5. 整合單細胞和原位數據分析肌上皮邊界的細胞
為探索數據整合策略是否可以應用于不同生物樣本中DCIS向浸潤性過渡的研究。研究人員用不同的人乳腺癌切片進行驗證，該樣本被標注為HER2+/ER−/PR−，包含正常、DCIS和浸潤性區域。使用相同Xenium penal對樣本相同處理，識別了免疫細胞、肌上皮細胞、上皮細胞和腫瘤細胞群體。在樣本中檢測到脂肪細胞、細胞毒性T細胞(CTLA4+)、漿細胞、樹突狀細胞等。兩個基質細胞群體分離成不同的簇，并且在空間上不同。對腫瘤、肌上皮細胞和巨噬細胞群體進行亞群分析，識別了增殖性(TOP2A+)、SCD+和S100A8+腫瘤細胞，以及M1、M2和CD83+巨噬細胞。發現三種上皮細胞(ESR1+、PIGR+和OPRPN+)和一種肌上皮細胞(DST+)在分子和空間上都是不同的，與scRNA-seq參考數據一致。研究人員注意到一個位于腫瘤和肌上皮細胞群體之間的亞群，這些細胞共表達腫瘤(ERBB2、ABCC11)和肌上皮細胞(MYLK、DST)標記物(圖6a)。并通過對DCIS區域的高倍鏡檢查，確認這些細胞確實共表達這兩種標記物(圖6b-c)。作為對照，研究人員觀察了正常導管區域，其中肌上皮細胞和上皮細胞緊密相鄰，但細胞類型特異性標記物沒有混合，這表明觀察結果不是由于粗略的分割錯誤(圖6d)。接下來，研究人員對Xenium數據中識別的邊界細胞群體進行了差異表達基因分析，并在樣本1的scFFPE-seq數據中尋找這種細胞類型特異性的基因表達譜，發現這些細胞中的大多數之前被注釋為肌上皮細胞，占scFFPE-seq數據中約1%的細胞。將這些細胞與腫瘤細胞和肌上皮細胞進行比較，并推導出全轉錄組信息。
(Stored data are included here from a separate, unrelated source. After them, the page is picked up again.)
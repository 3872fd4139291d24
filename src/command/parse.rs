//! Remote command grammar.
//!
//! ```text
//! press [ss ...]     push the button, optionally at one of the given seconds
//! release [ss ...]   let go of the button, optionally at one of the seconds
//! press up           press the up arrow
//! press down         press the down arrow
//! uncap              ask for more stages
//! ```
//!
//! Matching is case-insensitive and ignores surrounding whitespace. `ss` is a
//! two-digit second of the minute, `00` to `59`.

use std::sync::LazyLock;

use regex::Regex;
use serde::{Deserialize, Serialize};
use smallvec::SmallVec;

use crate::puzzle::Arrow;

/// Seconds-of-minute a timed command waits for.
pub type Times = SmallVec<[u8; 4]>;

static TIMED_RE: LazyLock<Regex> = LazyLock::new(|| {
    Regex::new(r"^\s*(press|release)((?: +[0-5][0-9])*)\s*$").unwrap()
});

static ARROW_RE: LazyLock<Regex> =
    LazyLock::new(|| Regex::new(r"^\s*press\s+(up|down)\s*$").unwrap());

static UNCAP_RE: LazyLock<Regex> = LazyLock::new(|| Regex::new(r"^\s*uncap\s*$").unwrap());

/// A recognised remote command.
#[derive(Clone, Debug, PartialEq, Eq, Serialize, Deserialize)]
pub enum Command {
    /// Push the main button, at one of `times` if any are given.
    Press(Times),
    /// Release the main button, at one of `times` if any are given.
    Release(Times),
    /// Press an arrow.
    PressArrow(Arrow),
    /// Request (or confirm) more stages.
    Uncap,
}

impl Command {
    /// Parse command text. Returns `None` for anything unrecognised.
    #[must_use]
    pub fn parse(text: &str) -> Option<Self> {
        let text = text.to_lowercase();

        if let Some(caps) = TIMED_RE.captures(&text) {
            let times: Times = caps[2]
                .split_whitespace()
                .filter_map(|t| t.parse().ok())
                .collect();
            return Some(match &caps[1] {
                "press" => Command::Press(times),
                _ => Command::Release(times),
            });
        }

        if let Some(caps) = ARROW_RE.captures(&text) {
            let arrow = if &caps[1] == "up" { Arrow::Up } else { Arrow::Down };
            return Some(Command::PressArrow(arrow));
        }

        if UNCAP_RE.is_match(&text) {
            return Some(Command::Uncap);
        }

        None
    }
}

impl std::fmt::Display for Command {
    fn fmt(&self, f: &mut std::fmt::Formatter<'_>) -> std::fmt::Result {
        let (verb, times) = match self {
            Command::Press(times) => ("press", times),
            Command::Release(times) => ("release", times),
            Command::PressArrow(Arrow::Up) => return write!(f, "press up"),
            Command::PressArrow(Arrow::Down) => return write!(f, "press down"),
            Command::Uncap => return write!(f, "uncap"),
        };
        write!(f, "{}", verb)?;
        for t in times {
            write!(f, " {:02}", t)?;
        }
        Ok(())
    }
}

#[cfg(test)]
mod tests {
    use super::*;
    use smallvec::smallvec;

    #[test]
    fn test_press_and_release() {
        assert_eq!(Command::parse("press"), Some(Command::Press(Times::new())));
        assert_eq!(Command::parse("  RELEASE  "), Some(Command::Release(Times::new())));
        assert_eq!(
            Command::parse("press 05 15"),
            Some(Command::Press(smallvec![5, 15]))
        );
        assert_eq!(
            Command::parse("Release   00 59 30"),
            Some(Command::Release(smallvec![0, 59, 30]))
        );
    }

    #[test]
    fn test_bad_times() {
        assert_eq!(Command::parse("press 60"), None);
        assert_eq!(Command::parse("press 5"), None);
        assert_eq!(Command::parse("press 123"), None);
        assert_eq!(Command::parse("press05"), None);
    }

    #[test]
    fn test_arrows() {
        assert_eq!(Command::parse("press up"), Some(Command::PressArrow(Arrow::Up)));
        assert_eq!(Command::parse("PRESS   Down "), Some(Command::PressArrow(Arrow::Down)));
        assert_eq!(Command::parse("press left"), None);
    }

    #[test]
    fn test_uncap() {
        assert_eq!(Command::parse("uncap"), Some(Command::Uncap));
        assert_eq!(Command::parse(" UnCap "), Some(Command::Uncap));
        assert_eq!(Command::parse("uncap now"), None);
    }

    #[test]
    fn test_unrecognised() {
        assert_eq!(Command::parse(""), None);
        assert_eq!(Command::parse("hold"), None);
        assert_eq!(Command::parse("press up down"), None);
    }

    #[test]
    fn test_display() {
        assert_eq!(Command::Press(smallvec![5, 15]).to_string(), "press 05 15");
        assert_eq!(Command::Release(Times::new()).to_string(), "release");
        assert_eq!(Command::PressArrow(Arrow::Down).to_string(), "press down");
    }
}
這導致識別出在邊界細胞中高表達的基因CX3CL1、CCL28、PROM1等，這些基因在腫瘤細胞、肌上皮細胞或任何其他共定位細胞類型中不表達(圖6e-f)。
 

圖 6

結語
本研究通過整合單細胞、空間和原位分析技術，對乳腺癌組織微環境進行了高分辨率的基因表達分析，揭示了腫瘤異質性和關鍵細胞類型的分子特征。研究使用了兩個FFPE乳腺癌組織塊，通過scFFPE-seq、Visium和Xenium技術，識別了不同的腫瘤亞型和罕見的邊界細胞群體。在樣本1中，研究人員發現了三陽性(ERBB2+/ESR1+/PGR+)DCIS區域，并識別了與侵襲性相關的分子差異。在樣本2中，研究人員識別了一種罕見的邊界細胞群體，這些細胞共表達腫瘤和肌上皮細胞標記物，可能在DCIS到浸潤性癌的過渡中起關鍵作用。這些發現展示了多技術整合在揭示腫瘤異質性方面的強大能力，為理解乳腺癌的分子機制提供了新的見解，有助于推進腫瘤學研究和診斷治療的發展。

參考文獻：
Janesick A, Shelansky R, Gottscho AD, et al. High resolution mapping of the tumor microenvironment using integrated single-cell, spatial and in situ analysis. Nat Commun. 2023 Dec 19;14(1):8353. doi: 10.1038/s41467-023-43458-x. PMID: 38114474; PMCID: PMC10730913.